Houve um tempo, antes da chegada de milhares de migrantes a nossa costa em pleno século XXI, no qual os próprios espanhóis fugiam sem rumo até a outra margem da África. Desde o Sul da Europa. O pesquisador José Antonio Jiménez Cubero trouxe à luz uma história inédita. A de um grupo de anarquistas andaluzes que desesperados pelo cerco policial, esperaram em maio de 1950 que o Comitê Regional da CNT na Andaluzia organizasse sua fuga até a cidade de Casablanca.
por María Serrano | 12/05/2019
A operação estava prevista para 29 de maio, mas resultou num autêntico fracasso. Quatro daqueles maquis foram abatidos fugindo das forças policiais. Dois deles foram fuzilados, quase os últimos dos que se tem registro no cemitério de Sevilha no ano de 1952. A guerrilha se extinguia de um golpe. 75 por cento de seus membros foram eliminados. Fugiam desesperadamente em busca de uma saída.
O pesquisador sevilhano, Jiménez Cubero, narra em sua pesquisa “A funesta noite de 29 de maio: Algeciras 1950”, como “desde finais de 1949, os membros do Comitê Regional da CNT da Andaluzia estabelecido em Sevilha, tinham claro que a situação começava a ser sumamente perigosa e corriam um alto risco mas conseguiram abandonar o país”.
Antonio González Tagua, Secretário do Comitê Regional da Andaluzia recebeu uma notificação do Comitê Nacional do Exílio. “Naquele documento se indicava que a organização não poderia enviar-lhe dinheiro nem documentação por carecer de meios”. Teriam que atuar com seus próprios recursos, sem ajuda de nenhum tipo, ainda que o risco os levasse a uma morte quase certa.
A eliminação da guerrilha em 1951
No final de 1949 as guerrilhas que operavam na Andaluzia, A Fermín Galán, a Agrupação Roberto e o restante da 3ª Agrupação, estavam em sua reta final. “Praticamente todos os Comitês Comarcais da CNT (única organização que ainda apoiava as guerrilhas) de Jerez, Ubique e Cazalla da Sierra, assim como a Regional de Sevilha haviam sido desmanteladas pelas forças policiais de Franco e a maioria de seus membros assassinados ou encarcerados”.
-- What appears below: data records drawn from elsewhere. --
use clap::Parser;
use fitcalc::{
    config::{Config, ConfigStore, FileConfigStore, OutputFormat},
    logging,
    package::{load_packages, process_packages, sample_packages, PackageOutcome},
    summary::{Locale, SessionSummary},
};
use std::{
    error::Error,
    io::{self, Write},
    path::PathBuf,
    process::ExitCode,
};
use tracing::info;

/// workout calculator for running, sports walking and swimming sessions
#[derive(Parser, Debug, Clone)]
#[clap(
    version,
    about,
    long_about = "Computes distance, mean speed and calories burned from raw workout readings. Without --input it runs the built-in sample packages."
)]
pub struct Cli {
    /// packages file (.json array of {workout_type, data} or .csv rows of tag,values...)
    #[clap(short = 'i', long)]
    input: Option<PathBuf>,

    /// output format (defaults to the saved config, then text)
    #[clap(short = 'f', long, value_enum)]
    format: Option<OutputFormat>,

    /// label language for text output (defaults to the saved config, then ru)
    #[clap(short = 'l', long, value_enum)]
    locale: Option<Locale>,

    /// config file to read and write instead of the per-user one
    #[clap(long)]
    config: Option<PathBuf>,

    /// store the effective format and locale as the new defaults
    #[clap(long)]
    save_config: bool,

    /// enable debug logging on stderr
    #[clap(short = 'v', long)]
    verbose: bool,
}

impl Cli {
    fn config_store(&self) -> FileConfigStore {
        match &self.config {
            Some(path) => FileConfigStore::with_path(path),
            None => FileConfigStore::new(),
        }
    }

    /// Command-line flags win over saved defaults
    fn effective_config(&self, saved: Config) -> Config {
        Config {
            locale: self.locale.unwrap_or(saved.locale),
            format: self.format.unwrap_or(saved.format),
        }
    }
}

fn render(summary: &SessionSummary, config: &Config) -> Result<String, serde_json::Error> {
    match config.format {
        OutputFormat::Text => Ok(summary.format_with(config.locale)),
        OutputFormat::Json => serde_json::to_string(summary),
    }
}

/// Print summaries to `out` and failures to `err`; returns the failure count
fn report<W: Write, E: Write>(
    outcomes: &[PackageOutcome],
    config: &Config,
    out: &mut W,
    err: &mut E,
) -> Result<usize, Box<dyn Error>> {
    let mut failures = 0;
    for outcome in outcomes {
        match &outcome.result {
            Ok(summary) => writeln!(out, "{}", render(summary, config)?)?,
            Err(e) => {
                failures += 1;
                writeln!(
                    err,
                    "error: package #{} ({}): {}",
                    outcome.index, outcome.package, e
                )?;
            }
        }
    }
    Ok(failures)
}

fn main() -> Result<ExitCode, Box<dyn Error>> {
    let cli = Cli::parse();
    logging::init(cli.verbose);

    let store = cli.config_store();
    let config = cli.effective_config(store.load());
    if cli.save_config {
        store.save(&config)?;
        info!("Saved defaults to {}", store.path().display());
    }

    let packages = match &cli.input {
        Some(path) => match load_packages(path) {
            Ok(packages) => packages,
            Err(e) => {
                eprintln!("error: {e}");
                return Ok(ExitCode::from(2));
            }
        },
        None => sample_packages(),
    };

    let outcomes = process_packages(&packages);
    let failures = report(&outcomes, &config, &mut io::stdout().lock(), &mut io::stderr())?;
    info!(
        "Processed {} packages, {} failed",
        outcomes.len(),
        failures
    );

    Ok(if failures == 0 {
        ExitCode::SUCCESS
    } else {
        ExitCode::FAILURE
    })
}

#[cfg(test)]
mod tests {
    use super::*;
    use fitcalc::package::Package;

    fn run_report(packages: &[Package], config: &Config) -> (String, String, usize) {
        let outcomes = process_packages(packages);
        let (mut out, mut err) = (Vec::new(), Vec::new());
        let failures = report(&outcomes, config, &mut out, &mut err).unwrap();
        (
            String::from_utf8(out).unwrap(),
            String::from_utf8(err).unwrap(),
            failures,
        )
    }

    #[test]
    fn test_cli_flags_override_saved_config() {
        let cli = Cli::try_parse_from(["fitcalc", "--locale", "en"]).unwrap();
        let saved = Config {
            locale: Locale::Ru,
            format: OutputFormat::Json,
        };
        let config = cli.effective_config(saved);
        assert_eq!(config.locale, Locale::En);
        assert_eq!(config.format, OutputFormat::Json);
    }

    #[test]
    fn test_cli_defaults() {
        let cli = Cli::try_parse_from(["fitcalc"]).unwrap();
        assert!(cli.input.is_none());
        assert!(!cli.save_config);
        assert_eq!(cli.effective_config(Config::default()), Config::default());
    }

    #[test]
    fn test_cli_rejects_unknown_locale() {
        assert!(Cli::try_parse_from(["fitcalc", "-l", "de"]).is_err());
    }

    #[test]
    fn test_report_samples_in_russian() {
        let (out, err, failures) = run_report(&sample_packages(), &Config::default());
        assert_eq!(failures, 0);
        assert!(err.is_empty());
        assert_eq!(
            out.lines().collect::<Vec<_>>(),
            [
                "Тип тренировки: Swimming; Длительность: 1.000 ч.; Дистанция: 0.994 км; Ср. скорость: 1.000 км/ч; Потрачено ккал: 336.000.",
                "Тип тренировки: Running; Длительность: 1.000 ч.; Дистанция: 9.750 км; Ср. скорость: 9.750 км/ч; Потрачено ккал: 797.805.",
                "Тип тренировки: SportsWalking; Длительность: 1.000 ч.; Дистанция: 5.850 км; Ср. скорость: 5.850 км/ч; Потрачено ккал: 349.252.",
            ]
        );
    }

    #[test]
    fn test_report_failures_go_to_err() {
        let packages = vec![
            Package::new("XYZ", vec![1.0, 1.0, 75.0]),
            Package::new("RUN", vec![15000.0, 1.0, 75.0]),
        ];
        let (out, err, failures) = run_report(&packages, &Config::default());
        assert_eq!(failures, 1);
        assert_eq!(out.lines().count(), 1);
        assert!(out.contains("Running"));
        assert_eq!(
            err.trim_end(),
            "error: package #1 (XYZ [1, 1, 75]): unknown workout type: \"XYZ\""
        );
    }

    #[test]
    fn test_report_json_lines() {
        let config = Config {
            locale: Locale::Ru,
            format: OutputFormat::Json,
        };
        let (out, _, _) = run_report(&sample_packages()[1..2], &config);
        let value: serde_json::Value = serde_json::from_str(out.trim_end()).unwrap();
        assert_eq!(value["workout_type"], "Running");
        assert_eq!(value["distance_km"], 9.75);
    }
}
Cubero assinala a Público [jornal] como os informes da Guarda Civil no começo de 1951 indicavam como “a situação piorava de mês a mês com a prática eliminação de suas redes de conexão e abastecimento na maior parte dos territórios onde operava”.
Os Comitês Comarcais iam caindo lentamente em cada um dos povoados onde a guerrilha tinha conseguido uma importante força. Em Cazalla da Sierra (Sevilha) “desaparecia” Manuel Soto Martín. E logo, o restante dos guerrilheiros não tardou em mobilizar-se. Jiménez Cubero recorda a Púbico como vários deles, González Tagua, Juan Caballo e Francisco Garabitas começaram a planejar a absurda “forma de abandonar o país mediante a compra de um barco que os levaria ao exterior”. O desespero daqueles dias era mais que evidente. E é que tal e como afirma o pesquisador Cubero, “as sucessivas detenções de vários de seus membros terminaram com mais de 75 por cento do movimento guerrilheiro apagado do mapa”.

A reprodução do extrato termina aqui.